(Exercise input)

use anyhow::Result;
use sqlx::SqlitePool;

use crate::config::Config;
use crate::db;

pub async fn run_migrations(config: &Config) -> Result<()> {
    let pool = db::connect(config).await?;
    apply(&pool).await?;
    pool.close().await;
    Ok(())
}

/// Create every table and index on an open pool. Idempotent.
pub async fn apply(pool: &SqlitePool) -> Result<()> {
    // Scene records. Content columns stay nullable so legacy rows can be
    // loaded and reported instead of rejected at the storage layer.
    sqlx::query(
        r#"
        CREATE TABLE IF NOT EXISTS scenes (
            id TEXT PRIMARY KEY,
            chapter_index INTEGER NOT NULL,
            chapter_title TEXT,
            scene_index INTEGER NOT NULL,
            plot_text TEXT,
            location TEXT,
            mood TEXT,
            related_characters TEXT,
            related_context_ids TEXT,
            needs_indexing INTEGER NOT NULL DEFAULT 1,
            revision INTEGER NOT NULL DEFAULT 1,
            write_seq INTEGER NOT NULL DEFAULT 0,
            created_at INTEGER NOT NULL,
            updated_at INTEGER NOT NULL
        )
        "#,
    )
    .execute(pool)
    .await?;

    // Databases created before write_seq existed: order their rows by rowid.
    let has_write_seq: i64 = sqlx::query_scalar(
        "SELECT COUNT(*) FROM pragma_table_info('scenes') WHERE name = 'write_seq'",
    )
    .fetch_one(pool)
    .await?;
    if has_write_seq == 0 {
        sqlx::query("ALTER TABLE scenes ADD COLUMN write_seq INTEGER NOT NULL DEFAULT 0")
            .execute(pool)
            .await?;
        sqlx::query("UPDATE scenes SET write_seq = rowid")
            .execute(pool)
            .await?;
    }

    // Characters (read-only reference data for the synchronizer)
    sqlx::query(
        r#"
        CREATE TABLE IF NOT EXISTS characters (
            id TEXT PRIMARY KEY,
            name TEXT NOT NULL UNIQUE
        )
        "#,
    )
    .execute(pool)
    .await?;

    // Local vector index entries, keyed by external id
    sqlx::query(
        r#"
        CREATE TABLE IF NOT EXISTS index_entries (
            id TEXT PRIMARY KEY,
            embedding BLOB NOT NULL,
            dims INTEGER NOT NULL,
            model TEXT NOT NULL,
            metadata_json TEXT NOT NULL,
            digest_hash TEXT NOT NULL,
            updated_at INTEGER NOT NULL
        )
        "#,
    )
    .execute(pool)
    .await?;

    sqlx::query(
        r#"
        CREATE TABLE IF NOT EXISTS index_meta (
            key TEXT PRIMARY KEY,
            value TEXT NOT NULL
        )
        "#,
    )
    .execute(pool)
    .await?;

    // One row per synchronization pass
    sqlx::query(
        r#"
        CREATE TABLE IF NOT EXISTS sync_runs (
            id INTEGER PRIMARY KEY AUTOINCREMENT,
            started_at INTEGER NOT NULL,
            finished_at INTEGER NOT NULL,
            model TEXT NOT NULL,
            index_name TEXT NOT NULL,
            attempted INTEGER NOT NULL,
            synchronized INTEGER NOT NULL,
            failed INTEGER NOT NULL,
            first_error TEXT
        )
        "#,
    )
    .execute(pool)
    .await?;

    // Create indexes
    sqlx::query("CREATE INDEX IF NOT EXISTS idx_scenes_needs_indexing ON scenes(needs_indexing)")
        .execute(pool)
        .await?;
    sqlx::query(
        "CREATE INDEX IF NOT EXISTS idx_scenes_chapter ON scenes(chapter_index, scene_index)",
    )
    .execute(pool)
    .await?;

    Ok(())
}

(End Exercise input)

• What is expected: Copy out the material above in full so that every line matches the original.

• Your solution:
use anyhow::Result;
use sqlx::SqlitePool;

use crate::config::Config;
use crate::db;

pub async fn run_migrations(config: &Config) -> Result<()> {
    let pool = db::connect(config).await?;
    apply(&pool).await?;
    pool.close().await;
    Ok(())
}

/// Create every table and index on an open pool. Idempotent.
pub async fn apply(pool: &SqlitePool) -> Result<()> {
    // Scene records. Content columns stay nullable so legacy rows can be
    // loaded and reported instead of rejected at the storage layer.
    sqlx::query(
        r#"
        CREATE TABLE IF NOT EXISTS scenes (
            id TEXT PRIMARY KEY,
            chapter_index INTEGER NOT NULL,
            chapter_title TEXT,
            scene_index INTEGER NOT NULL,
            plot_text TEXT,
            location TEXT,
            mood TEXT,
            related_characters TEXT,
            related_context_ids TEXT,
            needs_indexing INTEGER NOT NULL DEFAULT 1,
            revision INTEGER NOT NULL DEFAULT 1,
            write_seq INTEGER NOT NULL DEFAULT 0,
            created_at INTEGER NOT NULL,
            updated_at INTEGER NOT NULL
        )
        "#,
    )
    .execute(pool)
    .await?;

    // Databases created before write_seq existed: order their rows by rowid.
    let has_write_seq: i64 = sqlx::query_scalar(
        "SELECT COUNT(*) FROM pragma_table_info('scenes') WHERE name = 'write_seq'",
    )
    .fetch_one(pool)
    .await?;
    if has_write_seq == 0 {
        sqlx::query("ALTER TABLE scenes ADD COLUMN write_seq INTEGER NOT NULL DEFAULT 0")
            .execute(pool)
            .await?;
        sqlx::query("UPDATE scenes SET write_seq = rowid")
            .execute(pool)
            .await?;
    }

    // Characters (read-only reference data for the synchronizer)
    sqlx::query(
        r#"
        CREATE TABLE IF NOT EXISTS characters (
            id TEXT PRIMARY KEY,
            name TEXT NOT NULL UNIQUE
        )
        "#,
    )
    .execute(pool)
    .await?;

    // Local vector index entries, keyed by external id
    sqlx::query(
        r#"
        CREATE TABLE IF NOT EXISTS index_entries (
            id TEXT PRIMARY KEY,
            embedding BLOB NOT NULL,
            dims INTEGER NOT NULL,
            model TEXT NOT NULL,
            metadata_json TEXT NOT NULL,
            digest_hash TEXT NOT NULL,
            updated_at INTEGER NOT NULL
        )
        "#,
    )
    .execute(pool)
    .await?;

    sqlx::query(
        r#"
        CREATE TABLE IF NOT EXISTS index_meta (
            key TEXT PRIMARY KEY,
            value TEXT NOT NULL
        )
        "#,
    )
    .execute(pool)
    .await?;

    // One row per synchronization pass
    sqlx::query(
        r#"
        CREATE TABLE IF NOT EXISTS sync_runs (
            id INTEGER PRIMARY KEY AUTOINCREMENT,
            started_at INTEGER NOT NULL,
            finished_at INTEGER NOT NULL,
            model TEXT NOT NULL,
            index_name TEXT NOT NULL,
            attempted INTEGER NOT NULL,
            synchronized INTEGER NOT NULL,
            failed INTEGER NOT NULL,
            first_error TEXT
        )
        "#,
    )
    .execute(pool)
    .await?;

    // Create indexes
    sqlx::query("CREATE INDEX IF NOT EXISTS idx_scenes_needs_indexing ON scenes(needs_indexing)")
        .execute(pool)
        .await?;
    sqlx::query(
        "CREATE INDEX IF NOT EXISTS idx_scenes_chapter ON scenes(chapter_index, scene_index)",
    )
    .execute(pool)
    .await?;

    Ok(())
}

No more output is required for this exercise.